Sobre o CD, destacou os “excecionais músicos” que o acompanham, entre os quais Carlos Miguel, na bateria e percussão, Nuno Oliveira, no contrabaixo, Mário Delgado, na guitarra ‘Dobro’, Paulo Gaspar, no clarinete e saxofone barítono, e Carlos Lopes, no acordeão. Rogério Charraz acompanha-se na guitarra acústica.

“O Coreto” deverá ser apresentado no Teatro da Trindade, em Lisboa, no dia 23 de março, “respeitando todas as regras de segurança e com algumas surpresas”. Entre as participações previstas, estão Luísa Sobral, que entra nos coros de “O Coreto” e foi a responsável pela produção musical.
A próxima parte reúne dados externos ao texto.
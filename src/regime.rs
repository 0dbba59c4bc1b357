//! Reduction of per-image classifications into daily records and multi-day
//! regime summaries.
//!
//! Days are rebuilt in order 1..=16 from the index map, so the summary does
//! not depend on the order in which fetches completed.

use chrono::{DateTime, Utc};
use serde::Serialize;
use std::collections::HashMap;
use std::fmt;
use tracing::{info, warn};

use crate::classify::ClassificationResult;
use crate::error::AggregateError;
use crate::forecast::{FIRST_DAY, ForecastIndex, HORIZON_DAYS, LAST_DAY, day_indices};
use crate::run::ModelRun;

/// Days 1–7.
pub const WEEK_WINDOW: std::ops::Range<usize> = 0..7;
/// Days 8–16.
pub const RANGE_WINDOW: std::ops::Range<usize> = 7..16;

pub const UNAVAILABLE_REPORT: &str = "Weather data unavailable";
pub const UNAVAILABLE_LATEST: &str = "Latest forecast unavailable";

/// Five-step temperature class of one forecast day, coldest first.
#[derive(Debug, Clone, Copy, PartialEq, Eq, Hash, PartialOrd, Ord)]
pub enum TempClass {
    VeryCold,
    Cold,
    Medium,
    Hot,
    VeryHot,
}

impl TempClass {
    /// Buckets a day signal in `[-1, 1]`.
    ///
    /// | signal            | class     |
    /// |-------------------|-----------|
    /// | `<= -0.75`        | very cold |
    /// | `(-0.75, -0.25]`  | cold      |
    /// | `(-0.25, 0.25)`   | medium    |
    /// | `[0.25, 0.75)`    | hot       |
    /// | `>= 0.75`         | very hot  |
    pub fn from_signal(signal: f64) -> Self {
        match signal {
            s if s <= -0.75 => TempClass::VeryCold,
            s if s <= -0.25 => TempClass::Cold,
            s if s < 0.25 => TempClass::Medium,
            s if s < 0.75 => TempClass::Hot,
            _ => TempClass::VeryHot,
        }
    }

    pub fn label(self) -> &'static str {
        match self {
            TempClass::VeryCold => "very cold",
            TempClass::Cold => "cold",
            TempClass::Medium => "medium",
            TempClass::Hot => "hot",
            TempClass::VeryHot => "very hot",
        }
    }
}

impl Serialize for TempClass {
    fn serialize<S: serde::Serializer>(&self, serializer: S) -> Result<S::Ok, S::Error> {
        serializer.serialize_str(self.label())
    }
}

impl fmt::Display for TempClass {
    fn fmt(&self, f: &mut fmt::Formatter<'_>) -> fmt::Result {
        f.write_str(self.label())
    }
}

/// One forecast day, derived from its two sub-region classifications.
#[derive(Debug, Clone, PartialEq, Serialize)]
pub struct DayRecord {
    pub forecast_day: u8,
    pub valid_time: DateTime<Utc>,
    pub temp_signal: f64,
    pub temp_class: TempClass,
    pub model_run: DateTime<Utc>,
}

/// Builds the ordered 16-day sequence. Missing indices count as neutral.
pub fn build_day_records(
    results: &HashMap<ForecastIndex, ClassificationResult>,
    run: ModelRun,
) -> Vec<DayRecord> {
    let signal_of = |index: ForecastIndex| {
        results
            .get(&index)
            .copied()
            .unwrap_or_else(ClassificationResult::unavailable)
            .signal
    };

    (FIRST_DAY..=LAST_DAY)
        .filter_map(|day| day_indices(day).map(|pair| (day, pair)))
        .map(|(day, (n1, n2))| {
            let temp_signal = (f64::from(signal_of(n1)) + f64::from(signal_of(n2))) / 2.0;
            DayRecord {
                forecast_day: day,
                valid_time: run.valid_time(day),
                temp_signal,
                temp_class: TempClass::from_signal(temp_signal),
                model_run: run.time(),
            }
        })
        .collect()
}

/// Most frequent class in `days` with its count.
///
/// Ties go to the class that appears first in day order.
pub fn majority(days: &[DayRecord]) -> Option<(TempClass, usize)> {
    let mut order: Vec<TempClass> = Vec::new();
    let mut counts: HashMap<TempClass, usize> = HashMap::new();

    for d in days {
        let count = counts.entry(d.temp_class).or_insert(0);
        if *count == 0 {
            order.push(d.temp_class);
        }
        *count += 1;
    }

    let mut best: Option<(TempClass, usize)> = None;
    for class in order {
        let count = counts[&class];
        if best.is_none_or(|(_, c)| count > c) {
            best = Some((class, count));
        }
    }
    best
}

/// Headline facts over the forecast horizon.
#[derive(Debug, Clone, PartialEq, Eq, Serialize)]
pub struct RegimeSummary {
    pub day1_class: TempClass,
    pub week_majority: TempClass,
    pub week_count: usize,
    pub range_majority: TempClass,
    pub range_count: usize,
    pub last_day_class: TempClass,
}

impl RegimeSummary {
    /// Derives the summary from a complete 16-day sequence.
    pub fn from_days(days: &[DayRecord]) -> Result<Self, AggregateError> {
        if days.is_empty() {
            return Err(AggregateError::NoDays);
        }
        if days.len() != HORIZON_DAYS {
            return Err(AggregateError::IncompleteHorizon { got: days.len() });
        }

        let (week_majority, week_count) =
            majority(&days[WEEK_WINDOW]).ok_or(AggregateError::NoDays)?;
        let (range_majority, range_count) =
            majority(&days[RANGE_WINDOW]).ok_or(AggregateError::NoDays)?;

        Ok(Self {
            day1_class: days[0].temp_class,
            week_majority,
            week_count,
            range_majority,
            range_count,
            last_day_class: days[days.len() - 1].temp_class,
        })
    }

    /// `(week_majority, range_majority, week_count, range_count, last_day, day1)`
    pub fn as_tuple(&self) -> (TempClass, TempClass, usize, usize, TempClass, TempClass) {
        (
            self.week_majority,
            self.range_majority,
            self.week_count,
            self.range_count,
            self.last_day_class,
            self.day1_class,
        )
    }

    pub fn outlook(&self) -> String {
        format!(
            "The weather for the next week is expected to be {} for {} days. After that will experience {} for {} days. ",
            self.week_majority.label().to_uppercase(),
            self.week_count,
            self.range_majority.label().to_uppercase(),
            self.range_count,
        )
    }

    pub fn latest(&self) -> String {
        format!(
            "The latest forecast is {}.",
            self.last_day_class.label().to_uppercase()
        )
    }
}

/// Narrative pair plus the structured facts, when they could be derived.
#[derive(Debug, Clone, PartialEq, Serialize)]
pub struct WeatherReport {
    pub outlook: String,
    pub latest: String,
    pub summary: Option<RegimeSummary>,
    pub days: Vec<DayRecord>,
}

impl WeatherReport {
    /// The fixed fallback pair used when no summary can be derived.
    pub fn unavailable() -> Self {
        Self {
            outlook: UNAVAILABLE_REPORT.to_string(),
            latest: UNAVAILABLE_LATEST.to_string(),
            summary: None,
            days: Vec::new(),
        }
    }

    pub fn is_available(&self) -> bool {
        self.summary.is_some()
    }
}

/// Summarizes `days`; never fails, falling back to [`WeatherReport::unavailable`].
pub fn weather_report(days: Vec<DayRecord>) -> WeatherReport {
    match RegimeSummary::from_days(&days) {
        Ok(summary) => {
            info!(
                day1 = %summary.day1_class,
                week = %summary.week_majority,
                week_count = summary.week_count,
                range = %summary.range_majority,
                range_count = summary.range_count,
                last_day = %summary.last_day_class,
                "Regime summary"
            );
            WeatherReport {
                outlook: summary.outlook(),
                latest: summary.latest(),
                summary: Some(summary),
                days,
            }
        }
        Err(e) => {
            warn!(error = %e, "Regime aggregation failed");
            WeatherReport::unavailable()
        }
    }
}

#[cfg(test)]
mod tests {
    use super::*;
    use crate::classify::{AvgRgb, ThermalClass};
    use crate::forecast::horizon_indices;

    fn run() -> ModelRun {
        let t = DateTime::parse_from_rfc3339("2024-01-01T12:00:00Z")
            .unwrap()
            .with_timezone(&Utc);
        ModelRun::new(t).unwrap()
    }

    fn reading(signal: i8) -> ClassificationResult {
        let classification = match signal {
            1 => ThermalClass::Hot,
            -1 => ThermalClass::Cold,
            _ => ThermalClass::Neutral,
        };
        ClassificationResult {
            avg_rgb: Some(AvgRgb::new(0, 0, 0)),
            classification,
            signal,
        }
    }

    fn days_from_classes(classes: &[TempClass]) -> Vec<DayRecord> {
        classes
            .iter()
            .enumerate()
            .map(|(i, &c)| DayRecord {
                forecast_day: i as u8 + 1,
                valid_time: run().valid_time(i as u8 + 1),
                temp_signal: 0.0,
                temp_class: c,
                model_run: run().time(),
            })
            .collect()
    }

    #[test]
    fn test_bucket_boundaries() {
        assert_eq!(TempClass::from_signal(-1.0), TempClass::VeryCold);
        assert_eq!(TempClass::from_signal(-0.75), TempClass::VeryCold);
        assert_eq!(TempClass::from_signal(-0.5), TempClass::Cold);
        assert_eq!(TempClass::from_signal(-0.25), TempClass::Cold);
        assert_eq!(TempClass::from_signal(0.0), TempClass::Medium);
        assert_eq!(TempClass::from_signal(0.25), TempClass::Hot);
        assert_eq!(TempClass::from_signal(0.5), TempClass::Hot);
        assert_eq!(TempClass::from_signal(0.75), TempClass::VeryHot);
        assert_eq!(TempClass::from_signal(1.0), TempClass::VeryHot);
    }

    #[test]
    fn test_every_signal_pair_maps_to_one_class() {
        for s1 in [-1i8, 0, 1] {
            for s2 in [-1i8, 0, 1] {
                let signal = (f64::from(s1) + f64::from(s2)) / 2.0;
                let expected = match s1 + s2 {
                    -2 => TempClass::VeryCold,
                    -1 => TempClass::Cold,
                    0 => TempClass::Medium,
                    1 => TempClass::Hot,
                    _ => TempClass::VeryHot,
                };
                assert_eq!(TempClass::from_signal(signal), expected, "{s1},{s2}");
            }
        }
    }

    #[test]
    fn test_missing_indices_default_to_neutral() {
        let days = build_day_records(&HashMap::new(), run());
        assert_eq!(days.len(), 16);
        assert!(days.iter().all(|d| d.temp_signal == 0.0));
        assert!(days.iter().all(|d| d.temp_class == TempClass::Medium));
    }

    #[test]
    fn test_days_are_ordered_and_timed() {
        let results: HashMap<_, _> = horizon_indices()
            .into_iter()
            .map(|n| (n, reading(1)))
            .collect();
        let days = build_day_records(&results, run());

        let numbers: Vec<u8> = days.iter().map(|d| d.forecast_day).collect();
        assert_eq!(numbers, (1..=16).collect::<Vec<u8>>());
        assert_eq!(days[0].valid_time, run().valid_time(1));
        assert_eq!(days[15].valid_time, run().valid_time(16));
        assert!(days.iter().all(|d| d.temp_class == TempClass::VeryHot));
    }

    #[test]
    fn test_half_signal_from_one_region() {
        let mut results = HashMap::new();
        results.insert(ForecastIndex(2), reading(-1));
        results.insert(ForecastIndex(4), reading(0));
        let days = build_day_records(&results, run());
        assert_eq!(days[0].temp_signal, -0.5);
        assert_eq!(days[0].temp_class, TempClass::Cold);
    }

    #[test]
    fn test_majority_tie_prefers_first_seen() {
        use TempClass::*;
        let days = days_from_classes(&[Hot, Cold, Cold, Hot]);
        assert_eq!(majority(&days), Some((Hot, 2)));

        let days = days_from_classes(&[Medium, Cold, Cold, Hot]);
        assert_eq!(majority(&days), Some((Cold, 2)));
    }

    #[test]
    fn test_majority_empty() {
        assert_eq!(majority(&[]), None);
    }

    #[test]
    fn test_summary_windows() {
        use TempClass::*;
        let days = days_from_classes(&[
            Medium, Cold, Cold, Medium, Cold, Cold, Cold, // week
            Hot, Hot, Medium, Hot, VeryHot, Hot, Medium, Hot, VeryHot, // range
        ]);
        let summary = RegimeSummary::from_days(&days).unwrap();

        assert_eq!(summary.day1_class, Medium);
        assert_eq!((summary.week_majority, summary.week_count), (Cold, 5));
        assert_eq!((summary.range_majority, summary.range_count), (Hot, 5));
        assert_eq!(summary.last_day_class, VeryHot);
        assert_eq!(summary.as_tuple(), (Cold, Hot, 5, 5, VeryHot, Medium));

        assert!(summary.outlook().contains("COLD for 5 days"));
        assert!(summary.outlook().contains("HOT for 5 days"));
        assert_eq!(summary.latest(), "The latest forecast is VERY HOT.");
    }

    #[test]
    fn test_report_falls_back_when_empty() {
        let report = weather_report(Vec::new());
        assert!(!report.is_available());
        assert_eq!(report.outlook, UNAVAILABLE_REPORT);
        assert_eq!(report.latest, UNAVAILABLE_LATEST);
    }

    #[test]
    fn test_report_rejects_short_horizon() {
        let days = days_from_classes(&[TempClass::Cold; 5]);
        assert_eq!(
            RegimeSummary::from_days(&days),
            Err(AggregateError::IncompleteHorizon { got: 5 })
        );
        assert!(!weather_report(days).is_available());
    }

    #[test]
    fn test_temp_class_serializes_as_label() {
        assert_eq!(
            serde_json::to_string(&TempClass::VeryCold).unwrap(),
            "\"very cold\""
        );
        assert_eq!(serde_json::to_string(&TempClass::Hot).unwrap(), "\"hot\"");
    }
}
Rogério Charraz e José Fialho Gouveia justificaram a escolha de Luísa Sobral para a produção, pela sua “abordagem acústica, que vai ao osso da canção” e a respeita, “sem artefactos artificiais”.

Charraz reconheceu que a atual pandemia o levou a cancelar concertos, embora tivesse conseguido manter alguns: em Ponte de Lima, Viana do Castelo, em julho, outro no Pinhal Novo, em agosto, e outro, em setembro, na Festa do Avante!, no Seixal, também no distrito de Setúbal.

Fez ainda “algumas coisas pequenas”, em termos de atuações, mas agora “o futuro é uma incógnita”, até porque alguns concertos de outros artistas foram adiados e “têm de ser encaixados logo que a situação se normalizar”.

“O Coreto”, de Rogério Charraz com letras de José Fialho Gouveia, tem capa da autoria de Camila Beirão dos Reis, que também assina as ilustrações e o ‘layout’. O álbum chega aos escaparates no próximo dia 26, e deverá subir ao palco do Teatro da Trindade, em Lisboa, no dia 23 de março.